Writing in 1980 for Moves, Steven List noted that "While still popular, the game was found to be flawed even in its early days."

In his 1977 book The Comprehensive Guide to Board Wargaming, Nicholas Palmer commented "it is generally felt that Stalingrad is much too unrealistic in its details (large numbers of units have almost identical strengths on the German side, and the sudden-death CRT makes luck a major factor.)" However, despite these issues, Palmer still found that "while the tactical accuracy is faulty, the game gives a good simulation of the grand strategic alternatives, and it is swift and exciting, with more forward planning needed that in many games because of the savage effect of winter on movement." In The Best of Board Wargaming (1980) Palmer wrote that the campaign is “crudely but excitingly simulated” despite having “by today’s standards an over-bland map and identikit units”. The game “stands out among the classics [the Avalon Hill games of the 1960s] for its good strategic conception. Bashing away on all fronts is not a viable policy for the Germans” who need to keep some Panzer forces in reserve for the Soviet winter counteroffensive. Much analysis of potential Soviet defences had been published. “The Soviet player will nearly always win if he plays a defensive yet tenacious game, even if his replacement rate is reduced for play balance as suggested by the rules [for experienced players]”. However, the German side is easier to learn to play well (the game was initially thought biased to the Germans on first release) suggesting that most wargamers find it easier to play attack than defence; published results from club play showed the game to be fairly evenly matched. Palmer gave the game a high rating (70%) for excitement but only 25% for realism.

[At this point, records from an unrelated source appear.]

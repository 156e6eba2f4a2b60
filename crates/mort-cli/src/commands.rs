use anyhow::{Context, Result};
use comfy_table::Table;
use tracing::{error, info};

use mort_cli::pipeline::{load_tables, process_input};
use mort_model::{CodeSpec, CodeTables};
use mort_output::{CsvSink, MemorySink, Sink};

use crate::cli::{AggregateArgs, ExpandArgs, TablesArgs};
use crate::summary::apply_table_style;
use crate::types::RunResult;

/// Aggregate each input separately and append it to the output.
///
/// Tables are built once. A failing input is reported and skipped.
pub fn run_aggregate(args: &AggregateArgs) -> Result<RunResult> {
    let tables = load_tables(args.resources.as_deref())?;
    let output = if args.dry_run { None } else { args.output.clone() };
    let mut sink: Box<dyn Sink> = match &output {
        Some(path) if args.no_append => Box::new(CsvSink::replace(path)),
        Some(path) => Box::new(CsvSink::append_to(path)),
        None => Box::new(MemorySink::default()),
    };

    let mut result = RunResult {
        output,
        inputs: Vec::with_capacity(args.inputs.len()),
        errors: Vec::new(),
        has_errors: false,
    };
    for path in &args.inputs {
        match process_input(path, &tables, sink.as_mut()) {
            Ok(summary) => result.inputs.push(summary),
            Err(err) => {
                error!(path = %path.display(), error = %format!("{err:#}"), "input failed");
                result.errors.push(format!("{err:#}"));
                result.has_errors = true;
            }
        }
    }
    info!(
        inputs = result.inputs.len(),
        failed = result.errors.len(),
        "aggregation finished"
    );
    Ok(result)
}

pub fn run_expand(args: &ExpandArgs) -> Result<()> {
    let spec: CodeSpec = args
        .spec
        .parse()
        .with_context(|| format!("expand '{}'", args.spec))?;
    let codes: Vec<_> = spec.iter().collect();
    if args.json {
        println!("{}", serde_json::to_string(&codes)?);
    } else {
        let line = codes
            .iter()
            .map(ToString::to_string)
            .collect::<Vec<_>>()
            .join(", ");
        println!("{line}");
    }
    Ok(())
}

pub fn run_tables(args: &TablesArgs) -> Result<()> {
    let tables = load_tables(args.resources.as_deref())?;
    println!("{}", tables_table(&tables));
    Ok(())
}

fn tables_table(tables: &CodeTables) -> Table {
    let mut table = Table::new();
    table.set_header(vec!["Table", "Key", "Entries"]);
    apply_table_style(&mut table);
    table.add_row(vec![
        "condensed".to_string(),
        "list number (101)".to_string(),
        tables.condensed.len().to_string(),
    ]);
    table.add_row(vec![
        "three-character".to_string(),
        "ICD-10 code (103, 104, 10M)".to_string(),
        tables.three_char.len().to_string(),
    ]);
    table.add_row(vec![
        "Portugal".to_string(),
        "special list code (UE1)".to_string(),
        tables.portugal.len().to_string(),
    ]);
    table.add_row(vec![
        "country".to_string(),
        "country code".to_string(),
        tables.countries.len().to_string(),
    ]);
    table
}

In the 1980 book The Complete Book of Wargames, game designer Jon Freeman commented, "Stalingrad is another classic and was for many years one of the most popular wargames around." He noted that play balance had always been considered an issue, saying, "since the original made it almost impossible for the Germans to win, innumerable variants sprang up over the years to even things up." Freeman also pointed out the historical inaccuracies: "The other standard objection is on historical grounds: the game bears little resemblance to the actual campaign." Despite these issues, Freeman concluded by giving the game an Overall Evaluation of "Good", saying, "Nonetheless, it was state of the art when first produced, and it remains a playable and enjoyable game."

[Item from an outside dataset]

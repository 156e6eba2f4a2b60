//! CLI library components for `who-mortality`.

pub mod logging;
pub mod pipeline;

In Issue 2 of the UK magazine Games & Puzzles, (July 1972), game designer Don Turnbull called Stalingrad "a popular game for beginners, which retains its interest for the more experienced player." Several issues later, Mike Nerthercot also reviewed the game, and found several drawbacks: "It is rather 'old fashioned' by modern design standards. The design can be faulted on a number of accounts. It is more abstract than realistic, failing to recreate the German doctrinal superiority in the use of armoured units." Nethercot concluded by giving the game a rating of 4 out of 6, saying, "On balance, I would probably advise more experienced players to go for Barbarossa, for newcomers — Stalingrad."

R. B. McArthur, writing for Washingtonian in 1980 said that "Avalon Hill's Afrika Korps, Stalingrad, D-Day, and Battle of the Bulge cover World War II in Europe pretty thoroughly. They are mostly popular with teenagers; those who actually fought in the war tend to find them jarringly inaccurate."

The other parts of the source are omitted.